Daraus entstand dann der Gedanke einer Art Interessengemeinschaft der Angler. Von Angler, für Angler.
Eine IG, die die Interessen der Angler gegenüber der Politik, den Verbänden und den Vereinen vertritt.

Die erste Frage die sich natürlich stellt, stehen die Angler tatsächlich hinter einer solchen IG?
Ohne den Rückhalt der Angler, macht es schließlich keinen Sinn, eine solche IG zu gründen.

Meine Bitte also an *alle *User:
Was haltet ihr von einer "IG Angler" und steht ihr dahinter?


----------



## antonio (22. Mai 2013)

*AW: Interann irgendwie zwangsläufig auch der essengemeinschaft*

da wird man den unterschied zwischen theorie und praxis deutlich sehen können.

antonio


----------



## Thomas9904 (22. Mai 2013)

*AW: Irgendwann irgendwie zwangsläufig auch der Interessengemeinschaft Angler?*

Seh ich auch wie antonio....

Dennoch ist alles gut, was in Bewegung kommt........

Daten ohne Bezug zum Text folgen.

//! Collaborator traits for the self-test engine.
//!
//! The sequencer drives motors, switches the accelerometer mode and reads
//! the battery voltage only through these traits, so it runs unchanged on
//! target and on host.
//!
//! # Design
//!
//! - Trait definitions are pure and have no feature gates
//! - Mock implementations are always available for host testing
//! - Board implementations are supplied by the integrating firmware

pub mod mock;
pub mod platform;

pub use mock::{ActuatorCall, MockDelay, MockHealthPlatform};
pub use platform::{AccelMode, Accelerometer, HealthPlatform, MotorActuator, MotorTestProfiles, PowerMonitor};
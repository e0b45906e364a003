//! Pass/fail classification of test measurements

use bitflags::bitflags;

/// Number of motors on the airframe
pub const NBR_OF_MOTORS: usize = 4;

/// Default propeller test threshold on the X+Y variance
pub const DEFAULT_PROP_TEST_THRESHOLD: f32 = 2.5;

/// Default battery sag threshold (V)
pub const DEFAULT_BAT_LOADING_SAG_THRESHOLD: f32 = 0.95;

bitflags! {
    /// Propeller test result, one bit per motor (bit set = passed)
    #[derive(Debug, Clone, Copy, PartialEq, Eq, Default)]
    pub struct MotorMask: u8 {
        const M1 = 0b0001;
        const M2 = 0b0010;
        const M3 = 0b0100;
        const M4 = 0b1000;
    }
}

impl MotorMask {
    /// Mask bit for a zero-based motor index
    pub fn motor(index: usize) -> Self {
        if index < NBR_OF_MOTORS {
            Self::from_bits_truncate(1 << index)
        } else {
            Self::empty()
        }
    }
}

/// Outcome of a single propeller measurement check
#[derive(Debug, Clone, Copy, PartialEq, Eq)]
pub enum PropTestVerdict {
    /// Value strictly inside the limits
    Pass,
    /// Value on or outside a limit
    Fail,
    /// Threshold disabled (high limit 0), counted as a pass
    NoThreshold,
}

impl PropTestVerdict {
    #[inline]
    pub fn is_pass(self) -> bool {
        !matches!(self, PropTestVerdict::Fail)
    }
}

/// Classify a propeller test value against `(low, high)`
///
/// A high limit of 0 disables the check. Otherwise the value passes only
/// when `low < value < high`; values exactly on either limit fail, as do NaNs.
pub fn evaluate_prop_test(low: f32, high: f32, value: f32) -> PropTestVerdict {
    if high == 0.0 {
        return PropTestVerdict::NoThreshold;
    }

    if value > low && value < high {
        PropTestVerdict::Pass
    } else {
        PropTestVerdict::Fail
    }
}

/// Battery load test result
#[derive(Debug, Clone, Copy, PartialEq, Default)]
pub struct BatteryVerdict {
    /// Idle voltage minus minimum loaded voltage (V)
    pub sag: f32,
    /// Sag within threshold
    pub pass: bool,
}

/// Classify the battery sag: pass iff `idle - min_loaded <= threshold`
pub fn evaluate_battery(idle_voltage: f32, min_loaded_voltage: f32, threshold: f32) -> BatteryVerdict {
    let sag = idle_voltage - min_loaded_voltage;
    BatteryVerdict {
        sag,
        pass: sag <= threshold,
    }
}

#[cfg(test)]
mod tests {
    use super::*;

    #[test]
    fn test_zero_threshold_always_passes() {
        assert_eq!(evaluate_prop_test(0.0, 0.0, 0.0), PropTestVerdict::NoThreshold);
        assert_eq!(evaluate_prop_test(0.0, 0.0, 1.0e6), PropTestVerdict::NoThreshold);
        assert_eq!(evaluate_prop_test(0.0, 0.0, -3.0), PropTestVerdict::NoThreshold);
        assert!(evaluate_prop_test(0.0, 0.0, 42.0).is_pass());
    }

    #[test]
    fn test_upper_boundary_excluded() {
        assert_eq!(evaluate_prop_test(0.0, 10.0, 10.0), PropTestVerdict::Fail);
        assert_eq!(evaluate_prop_test(0.0, 10.0, 9.999), PropTestVerdict::Pass);
        assert_eq!(evaluate_prop_test(0.0, 10.0, 10.001), PropTestVerdict::Fail);
    }

    #[test]
    fn test_lower_boundary_excluded() {
        assert_eq!(evaluate_prop_test(0.0, 10.0, 0.0), PropTestVerdict::Fail);
        assert_eq!(evaluate_prop_test(0.0, 10.0, -0.5), PropTestVerdict::Fail);
        assert_eq!(evaluate_prop_test(0.0, 10.0, 0.001), PropTestVerdict::Pass);
    }

    #[test]
    fn test_nan_fails() {
        assert_eq!(evaluate_prop_test(0.0, 10.0, f32::NAN), PropTestVerdict::Fail);
    }

    #[test]
    fn test_motor_mask_bits() {
        assert_eq!(MotorMask::motor(0), MotorMask::M1);
        assert_eq!(MotorMask::motor(3), MotorMask::M4);
        assert_eq!(MotorMask::motor(4), MotorMask::empty());
        assert_eq!(MotorMask::all().bits(), 0x0F);
    }

    #[test]
    fn test_battery_within_threshold() {
        let verdict = evaluate_battery(4.2, 3.9, 0.5);
        assert!((verdict.sag - 0.3).abs() < 1e-5);
        assert!(verdict.pass);
    }

    #[test]
    fn test_battery_over_threshold() {
        let verdict = evaluate_battery(4.2, 3.5, 0.5);
        assert!((verdict.sag - 0.7).abs() < 1e-5);
        assert!(!verdict.pass);
    }
}
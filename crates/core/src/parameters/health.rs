//! Health Self-Test Parameter Definitions
//!
//! # Parameters
//!
//! - `HLTH_PROP_START` - Set nonzero to start the propeller test (edge trigger)
//! - `HLTH_BAT_START` - Set nonzero to start the battery test (edge trigger)
//! - `HLTH_PROP_THR` - Variance threshold for the propeller test, 0 disables (persistent)
//! - `HLTH_PROP_PWM` - PWM ratio for the propeller test, 0 = profile default (persistent)
//! - `HLTH_BAT_PWM` - PWM ratio for the battery test, 0 = profile default (persistent)

use super::error::ParameterError;
use super::storage::{ParamFlags, ParamValue, ParameterStore};
use crate::health::{HealthConfig, DEFAULT_PROP_TEST_THRESHOLD};

pub const PARAM_PROP_START: &str = "HLTH_PROP_START";
pub const PARAM_BAT_START: &str = "HLTH_BAT_START";
pub const PARAM_PROP_THRESHOLD: &str = "HLTH_PROP_THR";
pub const PARAM_PROP_PWM: &str = "HLTH_PROP_PWM";
pub const PARAM_BAT_PWM: &str = "HLTH_BAT_PWM";

/// Triggers are u8 on the wire
const TRIGGER_MAX: f32 = u8::MAX as f32;
const RATIO_MAX: f32 = u16::MAX as f32;

/// Health parameters loaded from parameter store
#[derive(Debug, Clone, Copy, PartialEq)]
pub struct HealthParams {
    /// Variance threshold (0 = check disabled)
    pub prop_test_threshold: f32,
    /// Propeller test PWM override
    pub prop_test_pwm_ratio: u16,
    /// Battery test PWM override
    pub bat_test_pwm_ratio: u16,
}

/// Test requests consumed from the trigger parameters
#[derive(Debug, Clone, Copy, PartialEq, Eq, Default)]
pub struct HealthTriggers {
    pub prop_test: bool,
    pub bat_test: bool,
}

impl HealthTriggers {
    pub fn any(&self) -> bool {
        self.prop_test || self.bat_test
    }
}

impl Default for HealthParams {
    fn default() -> Self {
        Self {
            prop_test_threshold: DEFAULT_PROP_TEST_THRESHOLD,
            prop_test_pwm_ratio: 0,
            bat_test_pwm_ratio: 0,
        }
    }
}

fn to_ratio(value: Option<&ParamValue>) -> Option<u16> {
    match value {
        Some(ParamValue::Int(v)) => u16::try_from(*v).ok(),
        Some(ParamValue::Float(v)) if *v >= 0.0 && *v <= u16::MAX as f32 => Some(*v as u16),
        _ => None,
    }
}

impl HealthParams {
    /// Register health parameters with default values
    ///
    /// Each parameter carries bounds, so an external `set` of a negative
    /// threshold or a PWM ratio above `u16::MAX` fails with `InvalidConfig`
    /// and keeps the previous value.
    ///
    /// # Arguments
    ///
    /// * `store` - Parameter store to register parameters in
    ///
    /// # Returns
    ///
    /// Ok if all parameters registered successfully
    pub fn register_defaults(store: &mut ParameterStore) -> Result<(), ParameterError> {
        // Edge triggers are never saved
        for name in [PARAM_PROP_START, PARAM_BAT_START] {
            store.register_bounded(name, ParamValue::Int(0), ParamFlags::empty(), 0.0, TRIGGER_MAX)?;
        }

        store.register_bounded(
            PARAM_PROP_THRESHOLD,
            ParamValue::Float(DEFAULT_PROP_TEST_THRESHOLD),
            ParamFlags::PERSISTENT,
            0.0,
            f32::INFINITY,
        )?;
        for name in [PARAM_PROP_PWM, PARAM_BAT_PWM] {
            store.register_bounded(name, ParamValue::Int(0), ParamFlags::PERSISTENT, 0.0, RATIO_MAX)?;
        }

        Ok(())
    }

    /// Load health parameters from parameter store
    ///
    /// Out-of-range writes never reach the store (see `register_defaults`);
    /// a missing entry falls back to the default.
    pub fn from_store(store: &ParameterStore) -> Self {
        let defaults = Self::default();

        let prop_test_threshold = match store.get(PARAM_PROP_THRESHOLD) {
            Some(ParamValue::Float(v)) if *v >= 0.0 => *v,
            Some(ParamValue::Int(v)) if *v >= 0 => *v as f32,
            _ => defaults.prop_test_threshold,
        };

        let prop_test_pwm_ratio =
            to_ratio(store.get(PARAM_PROP_PWM)).unwrap_or(defaults.prop_test_pwm_ratio);
        let bat_test_pwm_ratio =
            to_ratio(store.get(PARAM_BAT_PWM)).unwrap_or(defaults.bat_test_pwm_ratio);

        Self {
            prop_test_threshold,
            prop_test_pwm_ratio,
            bat_test_pwm_ratio,
        }
    }

    /// Consume the edge-trigger parameters
    ///
    /// Any nonzero trigger is reset to 0 and reported as a request.
    pub fn take_triggers(store: &mut ParameterStore) -> Result<HealthTriggers, ParameterError> {
        let mut triggers = HealthTriggers::default();

        if store.get(PARAM_PROP_START).is_some_and(|v| v.is_set()) {
            store.update_internal(PARAM_PROP_START, ParamValue::Int(0))?;
            triggers.prop_test = true;
        }
        if store.get(PARAM_BAT_START).is_some_and(|v| v.is_set()) {
            store.update_internal(PARAM_BAT_START, ParamValue::Int(0))?;
            triggers.bat_test = true;
        }

        Ok(triggers)
    }

    /// Apply these values on top of a sequencer configuration
    pub fn apply_to(&self, config: &mut HealthConfig) {
        config.prop_test_threshold = self.prop_test_threshold;
        config.prop_test_pwm_ratio = self.prop_test_pwm_ratio;
        config.bat_test_pwm_ratio = self.bat_test_pwm_ratio;
    }
}

#[cfg(test)]
mod tests {
    use super::*;

    fn store_with_defaults() -> ParameterStore {
        let mut store = ParameterStore::new();
        HealthParams::register_defaults(&mut store).unwrap();
        store
    }

    #[test]
    fn test_register_defaults() {
        let store = store_with_defaults();

        assert_eq!(store.get(PARAM_PROP_START), Some(&ParamValue::Int(0)));
        assert_eq!(store.get(PARAM_BAT_START), Some(&ParamValue::Int(0)));
        assert!(store.get(PARAM_PROP_THRESHOLD).is_some());
        assert_eq!(store.iter_persistent().count(), 3);
    }

    #[test]
    fn test_from_store_defaults() {
        let store = store_with_defaults();
        assert_eq!(HealthParams::from_store(&store), HealthParams::default());
    }

    #[test]
    fn test_from_store_custom_values() {
        let mut store = store_with_defaults();
        store.set(PARAM_PROP_THRESHOLD, ParamValue::Float(4.0)).unwrap();
        store.set(PARAM_PROP_PWM, ParamValue::Int(30000)).unwrap();
        store.set(PARAM_BAT_PWM, ParamValue::Int(50000)).unwrap();

        let params = HealthParams::from_store(&store);
        assert!((params.prop_test_threshold - 4.0).abs() < f32::EPSILON);
        assert_eq!(params.prop_test_pwm_ratio, 30000);
        assert_eq!(params.bat_test_pwm_ratio, 50000);
        assert!(store.is_dirty());
    }

    #[test]
    fn test_from_store_empty_store_uses_defaults() {
        let store = ParameterStore::new();
        assert_eq!(HealthParams::from_store(&store), HealthParams::default());
    }

    #[test]
    fn test_out_of_range_set_keeps_previous_value() {
        let mut store = store_with_defaults();
        store.set(PARAM_PROP_THRESHOLD, ParamValue::Float(4.0)).unwrap();
        store.set(PARAM_PROP_PWM, ParamValue::Int(30000)).unwrap();

        assert_eq!(
            store.set(PARAM_PROP_THRESHOLD, ParamValue::Float(-1.0)),
            Err(ParameterError::InvalidConfig)
        );
        assert_eq!(
            store.set(PARAM_PROP_PWM, ParamValue::Int(70000)),
            Err(ParameterError::InvalidConfig)
        );
        assert_eq!(
            store.set(PARAM_BAT_PWM, ParamValue::Int(-5)),
            Err(ParameterError::InvalidConfig)
        );
        assert_eq!(
            store.set(PARAM_BAT_START, ParamValue::Int(-1)),
            Err(ParameterError::InvalidConfig)
        );

        let params = HealthParams::from_store(&store);
        assert_eq!(params.prop_test_threshold, 4.0);
        assert_eq!(params.prop_test_pwm_ratio, 30000);
        assert_eq!(params.bat_test_pwm_ratio, 0);

        store.set(PARAM_BAT_PWM, ParamValue::Int(65535)).unwrap();
        assert_eq!(HealthParams::from_store(&store).bat_test_pwm_ratio, 65535);
    }

    #[test]
    fn test_take_triggers_consumes() {
        let mut store = store_with_defaults();
        assert!(!HealthParams::take_triggers(&mut store).unwrap().any());

        store.set(PARAM_PROP_START, ParamValue::Int(1)).unwrap();
        store.set(PARAM_BAT_START, ParamValue::Int(1)).unwrap();

        let triggers = HealthParams::take_triggers(&mut store).unwrap();
        assert!(triggers.prop_test);
        assert!(triggers.bat_test);
        assert_eq!(store.get(PARAM_PROP_START), Some(&ParamValue::Int(0)));
        assert_eq!(store.get(PARAM_BAT_START), Some(&ParamValue::Int(0)));

        // Edge triggered: nothing pending afterwards
        assert!(!HealthParams::take_triggers(&mut store).unwrap().any());
        assert!(!store.is_dirty());
    }

    #[test]
    fn test_apply_to_config() {
        let params = HealthParams {
            prop_test_threshold: 0.0,
            prop_test_pwm_ratio: 100,
            bat_test_pwm_ratio: 200,
        };
        let mut config = HealthConfig {
            play_melody_on_pass: true,
            ..Default::default()
        };
        params.apply_to(&mut config);

        assert_eq!(config.prop_test_threshold, 0.0);
        assert_eq!(config.prop_test_pwm_ratio, 100);
        assert_eq!(config.bat_test_pwm_ratio, 200);
        assert!(config.play_melody_on_pass);
    }
}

Reicht doch, wenn unsere real existierenden Rollatorverbände im Stillstand verharren........


----------



## Ruffnex (22. Mai 2013)

*Interessengemeinschat Angler*

Ups, was ist denn da mit dem Threat-Namen passiert...
Könnte das ein Admin bitte auf "Interessengemeinschat Angler" ändern?


----------



## Thomas9904 (22. Mai 2013)

*AW: Interessengemeinschaft Angler?*

Geändert.


----------



## GeorgeB (22. Mai 2013)

*AW: Interann irgendwie zwangsläufig auch der essengemeinschaft*

Geile Fredüberschrift. :m

Noble Idee. Aber es ist wie bei der Gründung einer neuen Partei, die sich für Bürgerinteressen einsetzen will. 

Erst einmal braucht man viele Leute, die ihre Freizeit opfern, über einen längeren Zeitraum bedeutungslos sind, sich aber bei der etablierten "Konkurrenz" schon mal einen Haufen Feinde machen. Sollte sich die neue Organisation tatsächlich durchsetzen, wird sie von (dann) ehemaligen Anglern dominiert, die zu Funktionären mutiert sind, und sich um Posten und Macht prügeln. Die Idealisten indes, die das Ganze ins Rollen gebracht haben, wenden sich frustriert ab, und gehen lieber wieder angeln. 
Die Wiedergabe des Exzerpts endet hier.